Моррисон бросился на защиту после того, как мэр Джон В. Линдсей объявил Леннона «культурным достоянием» города. Но Джон не знал, сыграют ли его слова какую-нибудь роль.
— Джон, как и Йоко, сильно переживал, — вспоминает Моррисон. — Они совсем не хотели уезжать из Нью-Йорка. Наш город олицетворял для них свободу, место, подходящее человеку его масштаба. Здесь он обрел множество единомышленников и верных друзей, число которых росло с каждым днем.
Несмотря на все недостатки правительства США, Джон успел полюбить эту страну.
— Здесь родина музыки, изменившей мою жизнь, сделавшей меня тем, кто я есть, — сказал он Тому Снайдеру. — В конце концов, мне просто здесь нравится. «Статуя Свободы. Добро пожаловать». Я тоже внес свою лепту.
Моррисон, председатель ныне несуществующей Либеральной партии Манхеттена, встретился с Джоном, чтобы описать ему возможные варианты и посоветовать линию поведения. Они сразу понравились друг другу, и вскоре стали друзьями. В семье Моррисона было четверо сыновей, и Джон регулярно заходил к ним в гости с подарками для детей.
Иной раз Леннон рассказывал о собственном сыне и о том, как скучает по Джулиану.
— Мне кажется, он искренне наслаждался простым человеческим общением, — сказал Моррисон. — Все вокруг чего-то от него хотели — денег, сведений, автографов, а нам с женой ничего было не надо. Мы сами старались помочь ему. Для него это было ново.
Моррисон познакомил Леннона с другим союзником, либеральным конгрессменом от Гринвич-виллидж по имени Эд Коч. Забавно представлять, как неряшливый «битл» общается с нервным и грубым будущим мэром, но по словам Коча они вполне мирно уживались.
— Не думайте, что нас связывали общие планы, — говорит Коч. — Просто он был образцом благовоспитанности. Вел себя, как первоклашка.
Конгрессмен представил генеральному прокурору законопроект, разрешающий проживание в стране иммигрантам, ранее осужденным за хранение марихуаны.
— Конечно, он не прошел, — сказал Коч. — Зато привлек к делу Леннона внимание общественности.

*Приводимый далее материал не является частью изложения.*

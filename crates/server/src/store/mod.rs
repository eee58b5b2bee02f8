//! SQLite persistence
//!
//! One pool is shared by the three stores: the user directory, the
//! connection graph and the message log. Tables are created on open.

mod connections;
mod messages;
mod users;

pub use connections::{pair_key, ConnectionStore};
pub use messages::MessageStore;
pub use users::UserStore;

use crate::error::{Error, Result};
use chrono::{DateTime, SecondsFormat, Utc};
use sqlx::sqlite::{SqliteConnectOptions, SqlitePoolOptions};
use sqlx::SqlitePool;
use std::str::FromStr;
use tracing::info;

/// Handle to the backing database
#[derive(Clone)]
pub struct Database {
    pool: SqlitePool,
}

impl Database {
    /// Open (creating if missing) the database at `url` and make sure the
    /// schema exists.
    pub async fn open(url: &str, max_connections: u32) -> Result<Self> {
        let options = SqliteConnectOptions::from_str(url)?.create_if_missing(true);
        let pool = SqlitePoolOptions::new()
            .max_connections(max_connections)
            .connect_with(options)
            .await?;

        let db = Self { pool };
        db.init_schema().await?;

        info!("[Store] Opened {}", url);
        Ok(db)
    }

    pub fn users(&self) -> UserStore {
        UserStore::new(self.pool.clone())
    }

    pub fn connections(&self) -> ConnectionStore {
        ConnectionStore::new(self.pool.clone())
    }

    pub fn messages(&self) -> MessageStore {
        MessageStore::new(self.pool.clone())
    }

    pub async fn close(&self) {
        self.pool.close().await;
    }

    async fn init_schema(&self) -> Result<()> {
        sqlx::query(
            r#"
            CREATE TABLE IF NOT EXISTS users (
                id TEXT PRIMARY KEY,
                email TEXT UNIQUE NOT NULL,
                name TEXT NOT NULL,
                job_title TEXT NOT NULL,
                profile_picture TEXT,
                tags TEXT
            )
            "#,
        )
        .execute(&self.pool)
        .await?;

        // pair_key holds the sorted pair of emails, so one edge per unordered
        // pair is enforced here rather than by the caller's existence check.
        sqlx::query(
            r#"
            CREATE TABLE IF NOT EXISTS connections (
                id TEXT PRIMARY KEY,
                requester_email TEXT NOT NULL,
                recipient_email TEXT NOT NULL,
                pair_key TEXT NOT NULL UNIQUE,
                status TEXT NOT NULL DEFAULT 'pending',
                created_at TEXT NOT NULL,
                updated_at TEXT,
                CHECK (requester_email <> recipient_email)
            )
            "#,
        )
        .execute(&self.pool)
        .await?;

        sqlx::query(
            "CREATE INDEX IF NOT EXISTS idx_connections_recipient ON connections (recipient_email, status)",
        )
        .execute(&self.pool)
        .await?;

        sqlx::query(
            "CREATE INDEX IF NOT EXISTS idx_connections_requester ON connections (requester_email)",
        )
        .execute(&self.pool)
        .await?;

        sqlx::query(
            r#"
            CREATE TABLE IF NOT EXISTS messages (
                seq INTEGER PRIMARY KEY AUTOINCREMENT,
                id TEXT NOT NULL UNIQUE,
                from_email TEXT NOT NULL,
                to_email TEXT NOT NULL,
                message TEXT NOT NULL,
                timestamp TEXT NOT NULL
            )
            "#,
        )
        .execute(&self.pool)
        .await?;

        sqlx::query(
            "CREATE INDEX IF NOT EXISTS idx_messages_pair ON messages (from_email, to_email, timestamp)",
        )
        .execute(&self.pool)
        .await?;

        Ok(())
    }
}

/// Fixed-width RFC 3339 so that text order equals time order.
pub(crate) fn encode_time(time: &DateTime<Utc>) -> String {
    time.to_rfc3339_opts(SecondsFormat::Micros, true)
}

pub(crate) fn decode_time(raw: &str) -> Result<DateTime<Utc>> {
    DateTime::parse_from_rfc3339(raw)
        .map(|t| t.with_timezone(&Utc))
        .map_err(|e| Error::Corrupt(format!("bad timestamp {:?}: {}", raw, e)))
}

pub(crate) fn is_unique_violation(err: &sqlx::Error) -> bool {
    matches!(err, sqlx::Error::Database(db) if db.is_unique_violation())
}
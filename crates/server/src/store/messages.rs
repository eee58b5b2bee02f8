//! Append-only message log

use super::{decode_time, encode_time};
use crate::error::Result;
use crate::models::Message;
use sqlx::SqlitePool;

type MessageRow = (String, String, String, String, String);

#[derive(Clone)]
pub struct MessageStore {
    pool: SqlitePool,
}

impl MessageStore {
    pub fn new(pool: SqlitePool) -> Self {
        Self { pool }
    }

    pub async fn insert(&self, message: &Message) -> Result<()> {
        sqlx::query(
            "INSERT INTO messages (id, from_email, to_email, message, timestamp) VALUES (?, ?, ?, ?, ?)",
        )
        .bind(&message.id)
        .bind(&message.from_email)
        .bind(&message.to_email)
        .bind(&message.message)
        .bind(encode_time(&message.timestamp))
        .execute(&self.pool)
        .await?;

        Ok(())
    }

    /// Conversation between two users in both directions, oldest first.
    /// Equal timestamps keep insertion order.
    pub async fn between(&self, user_email: &str, friend_email: &str) -> Result<Vec<Message>> {
        let rows: Vec<MessageRow> = sqlx::query_as(
            r#"
            SELECT id, from_email, to_email, message, timestamp
            FROM messages
            WHERE (from_email = ? AND to_email = ?) OR (from_email = ? AND to_email = ?)
            ORDER BY timestamp ASC, seq ASC
            "#,
        )
        .bind(user_email)
        .bind(friend_email)
        .bind(friend_email)
        .bind(user_email)
        .fetch_all(&self.pool)
        .await?;

        rows.into_iter()
            .map(|(id, from_email, to_email, message, timestamp)| {
                Ok(Message {
                    id,
                    from_email,
                    to_email,
                    message,
                    timestamp: decode_time(&timestamp)?,
                })
            })
            .collect()
    }
}
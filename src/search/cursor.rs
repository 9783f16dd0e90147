//! Result cursor: an aggregated result that can be extended page by page

use super::aggregator::Scraper;
use super::query::SearchOptions;
use crate::model::AggregatedResult;
use crate::{HarvestError, Result};

/// Holds one aggregated result plus the search that produced it
#[derive(Debug, Clone)]
pub struct ResultCursor {
    scraper: Scraper,
    query: String,
    options: SearchOptions,
    data: AggregatedResult,
}

impl ResultCursor {
    pub(crate) fn new(
        scraper: Scraper,
        query: &str,
        options: SearchOptions,
        data: AggregatedResult,
    ) -> Self {
        Self {
            scraper,
            query: query.to_string(),
            options,
            data,
        }
    }

    pub fn data(&self) -> &AggregatedResult {
        &self.data
    }

    pub fn into_data(self) -> AggregatedResult {
        self.data
    }

    pub fn query(&self) -> &str {
        &self.query
    }

    pub fn options(&self) -> &SearchOptions {
        &self.options
    }

    pub fn has_next_page(&self) -> bool {
        self.data.has_next_page()
    }

    /// Options for `count` pages following the held result
    fn continuation(&self, count: u32) -> SearchOptions {
        SearchOptions {
            filter: self.options.filter.clone(),
            start_page: self.data.metadata.current.saturating_add(1),
            page_count: count.max(1),
            load_only_page: count <= 1,
            details: self.options.details,
            page_list: None,
        }
    }

    /// Fetches `count` further pages and appends their records
    ///
    /// Does nothing when the held result has no next page. On failure the held
    /// result is left untouched.
    pub async fn add_next_page(&mut self, count: u32) -> Result<&mut Self> {
        if !self.has_next_page() {
            tracing::debug!(
                query = %self.query,
                current = self.data.metadata.current,
                "no next page to add"
            );
            return Ok(self);
        }

        let options = self.continuation(count);
        let data = self
            .scraper
            .search_pages(&self.query, &options, self.data.records.clone())
            .await?;
        self.data = data;
        Ok(self)
    }

    /// Fetches `count` further pages without touching the held result
    ///
    /// # Returns
    ///
    /// * `Ok(AggregatedResult)` - Records of the following pages only
    /// * `Err(HarvestError::NoFurtherPage)` - The held result is the last page
    pub async fn get_next_page(&self, count: u32) -> Result<AggregatedResult> {
        if !self.has_next_page() {
            return Err(HarvestError::NoFurtherPage);
        }

        let options = self.continuation(count);
        self.scraper
            .search_pages(&self.query, &options, Vec::new())
            .await
    }
}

Джон подал встречный иск против правительства США. 7 октября 1975 года, через пять месяцев после официального окончания войны во Вьетнаме, и спустя год после позорной отставки Никсона из-за Уотергейтского скандала, Верховный суд штата Нью-Йорк отозвал ордера на депортацию. 7 июля 1976 года Леннон, наконец, получил гринкарту.
— Здорово жить в стране на законных правах! — ликующе заявил он прессе.
Через четыре года вашингтонские бонзы согласятся с точкой зрения Нью-Йорка, что таланты Леннона служат на благо нации — вплоть до того, что Джона пригласят на инаугурацию Джимми Картера.
Раздобыв патроны, Чепмен вернулся в Нью-Йорк. Он регулярно покидал свой пост у ворот Дакоты, чтобы сходить в кино. Один фильм особенно задел его за живое — «Обыкновенные люди», про подростка из богатой семьи, вернувшегося домой после лечения в психиатрической клинике, куда его упекли за неудачную попытку суицида. Распереживавшись, Чепмен решил позвонить жене.
Сквозь шум автомобильных гудков и лязг автобусов Чепмен шептал в трубку таксофона.
— Я приехал сюда, чтобы убить Леннона, — признался он, озираясь, чтобы его не дай бог не подслушали.
— Возвращайся домой, — умоляла его Глория. — Возвращайся домой.
— Обязательно вернусь, — согласился он, задыхаясь от чувств. — Я отказался от своих планов. Это великая победа. Глория, твоя любовь спасает меня.